Heartbleed, the vulnerability which is the result of a coding error in the widely used OpenSSL encryption library has been hogging all the headline over the past few days, and rightly so, it represents a a huge risk to information security for consumers and businesses alike.
You could be forgiven though given the majority of the coverage, for believing that as long as you waited for affected websites to update and subsequently changed your passwords that you would be covered. Wrong, Heartbleed is more death by a thousand cuts than major cardio-vascular event. It’s certainly true that by far the most widespread immediate risk, certainly in terms of numbers of potentially impacted individuals, is in the exposure of sensitive information by vulnerable web servers, information that could include passwords and session cookies, but even once this initial wave of patching is done the residual risk will be enormous.
OpenSSL is not restricted to use in web servers, it is also employed over email protocols, chat protocols and secure Virtual Private Network services, it can also be found in a plethora of networking and security products around the world and this is where the long-haul work is set to begin. Many vendors have already begun investigating their products and services for the presence of vulnerable versions of the OpenSSL and the list of confirmed affected products continues to grow. This promises to be an open season for targeted attackers.
When a targeted attack is a carried out against a corporate victim it can be broken down into a number of logical steps; intelligence gathering, point of entry, establishing command & control, lateral movement and exfiltration. It is during the lateral movement phase that the Heartbleed bug offers a highly effective and well-placed new weapon to the attacker’s arsenal. As the attacker begins to explore a compromised victim network they will now be routinely probing for the presence of the Heartbleed vulnerability on servers and clients both. If the bug is present it offers a silent and effective means to capture the credentials that will allow the attacker a route further into the compromised organisation and possibly even open doors which were previously closed.
Imagine if the software distribution mechanism that pushes out update packages through your organisation were compromised, just ask a well-known electronics store how that can work out. Imagine if an attacker could harvest credentials from all the employees as they logged in to the database holding your corporate crown jewels…
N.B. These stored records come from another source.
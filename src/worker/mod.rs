//! Worker Client
//!
//! The worker side of the protocol: register a function with a router, open the
//! data channel it assigns, and run every request through a handler closure.
//! Kill signals abort the matching execution.
//!
//! ```rust,ignore
//! let worker = FunctionWorker::new("resize", 500, 2, |payload| async move {
//!     Ok(payload)
//! });
//! let connected = worker.connect(control_addr).await?;
//! connected.join().await?;
//! ```

pub mod client;

pub use client::{CallHandlerFn, ConnectedWorker, FunctionWorker};
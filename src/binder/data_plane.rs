//! Data Plane
//!
//! One TCP listener per function route. A worker connects to its function's
//! listener after receiving `BoundConfig`, sends `Hello`, and becomes `Active`.
//! Replies read from the connection are handed to the dispatcher; losing the
//! connection retires the worker.

use crate::dispatch::dispatcher::Dispatcher;
use crate::protocol::codec::{pump_frames, read_frame};
use crate::protocol::messages::DataMessage;
use crate::registry::types::{RouteId, WorkerHandle, wait_closed};

use anyhow::Result;
use dashmap::DashMap;
use std::net::{IpAddr, SocketAddr};
use std::sync::Arc;
use std::time::Duration;
use tokio::net::tcp::OwnedReadHalf;
use tokio::net::{TcpListener, TcpStream};
use tokio::sync::{Mutex, mpsc};

pub struct DataPlane {
    dispatcher: Arc<Dispatcher>,
    host: IpAddr,
    /// Route `n` listens on `port_base + n`. Zero binds ephemeral ports.
    port_base: u16,
    handshake_timeout: Duration,
    channel_capacity: usize,
    listeners: DashMap<RouteId, SocketAddr>,
    bind_lock: Mutex<()>,
}

impl DataPlane {
    pub fn new(
        dispatcher: Arc<Dispatcher>,
        host: IpAddr,
        port_base: u16,
        handshake_timeout: Duration,
        channel_capacity: usize,
    ) -> Arc<Self> {
        Arc::new(Self {
            dispatcher,
            host,
            port_base,
            handshake_timeout,
            channel_capacity,
            listeners: DashMap::new(),
            bind_lock: Mutex::new(()),
        })
    }

    /// Returns the listener address for `route`, binding it on first use.
    pub async fn ensure_listener(
        self: &Arc<Self>,
        route: RouteId,
        function_name: &str,
    ) -> Result<SocketAddr> {
        if let Some(addr) = self.address_of(route) {
            return Ok(addr);
        }

        let _guard = self.bind_lock.lock().await;
        if let Some(addr) = self.address_of(route) {
            return Ok(addr);
        }

        let port = self.port_for(route)?;
        let listener = TcpListener::bind(SocketAddr::new(self.host, port)).await?;
        let addr = listener.local_addr()?;
        self.listeners.insert(route, addr);

        tracing::info!(
            "Data channel for '{}' (route {}) listening on {}",
            function_name,
            route,
            addr
        );

        let plane = self.clone();
        tokio::spawn(async move {
            plane.accept_loop(route, listener).await;
        });

        Ok(addr)
    }

    pub fn address_of(&self, route: RouteId) -> Option<SocketAddr> {
        self.listeners.get(&route).map(|addr| *addr)
    }

    fn port_for(&self, route: RouteId) -> Result<u16> {
        if self.port_base == 0 {
            return Ok(0);
        }

        u16::try_from(route.0)
            .ok()
            .and_then(|offset| self.port_base.checked_add(offset))
            .ok_or_else(|| {
                anyhow::anyhow!(
                    "Route {} does not fit in the port range starting at {}",
                    route,
                    self.port_base
                )
            })
    }

    async fn accept_loop(self: Arc<Self>, route: RouteId, listener: TcpListener) {
        loop {
            match listener.accept().await {
                Ok((stream, peer)) => {
                    let plane = self.clone();
                    tokio::spawn(async move {
                        if let Err(e) = plane.handle_connection(route, stream).await {
                            tracing::warn!(
                                "Data connection from {} on route {} ended: {}",
                                peer,
                                route,
                                e
                            );
                        }
                    });
                }
                Err(e) => {
                    tracing::error!(
                        "Failed to accept data connection on route {}: {}",
                        route,
                        e
                    );
                    tokio::time::sleep(Duration::from_millis(100)).await;
                }
            }
        }
    }

    async fn handle_connection(&self, route: RouteId, stream: TcpStream) -> Result<()> {
        stream.set_nodelay(true)?;
        let (mut reader, mut writer) = stream.into_split();

        let hello = tokio::time::timeout(
            self.handshake_timeout,
            read_frame::<_, DataMessage>(&mut reader),
        )
        .await
        .map_err(|_| anyhow::anyhow!("Timed out waiting for Hello"))??;

        let worker_id = match hello {
            Some(DataMessage::Hello { worker_id }) => worker_id,
            Some(other) => return Err(anyhow::anyhow!("Expected Hello, got {:?}", other)),
            None => return Ok(()),
        };

        let registry = self.dispatcher.registry();
        let worker = registry
            .worker(worker_id)
            .ok_or_else(|| anyhow::anyhow!("Worker {} is not bound", worker_id))?;

        if registry.route_of(worker.function_name()) != Some(route) {
            return Err(anyhow::anyhow!(
                "Worker {} of '{}' connected to route {}",
                worker_id,
                worker.function_name(),
                route
            ));
        }

        let (data_tx, mut data_rx) = mpsc::channel(self.channel_capacity);
        let worker = registry.activate_worker(worker_id, data_tx)?;

        let writer_task = {
            let worker = worker.clone();
            let dispatcher = self.dispatcher.clone();
            tokio::spawn(async move {
                let mut closed = worker.subscribe_closed();
                if let Err(e) = pump_frames(&mut writer, &mut data_rx, &mut closed).await {
                    tracing::warn!("Data channel write to worker {} failed: {}", worker.id, e);
                    dispatcher.retire_worker(&worker);
                }
            })
        };

        let result = self.read_replies(&worker, &mut reader).await;

        writer_task.abort();
        self.dispatcher.retire_worker(&worker);

        result
    }

    async fn read_replies(&self, worker: &WorkerHandle, reader: &mut OwnedReadHalf) -> Result<()> {
        let mut closed = worker.subscribe_closed();

        loop {
            let frame = tokio::select! {
                frame = read_frame::<_, DataMessage>(reader) => frame?,
                _ = wait_closed(&mut closed) => return Ok(()),
            };

            match frame {
                Some(DataMessage::Reply {
                    correlation_id,
                    result,
                }) => {
                    self.dispatcher.complete(worker.id, correlation_id, result);
                }
                Some(other) => {
                    return Err(anyhow::anyhow!(
                        "Unexpected data frame from worker {}: {:?}",
                        worker.id,
                        other
                    ));
                }
                None => {
                    tracing::info!("Worker {} closed its data channel", worker.id);
                    return Ok(());
                }
            }
        }
    }
}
Of course the manufacturers and vendors are burning the midnight oil right now, identifying susceptible products and preparing patches, but it’s important to remember that issuing a patch does not resolve a problem. It’s the application of the patch that counts. Now is the time that you should be taking an inventory from every supplier you deal with identifying your exposure and working out your downtime and patch planning. Until you get those critical patches installed passwords are a dime a dozen at the all you can eat OpenSSL bar.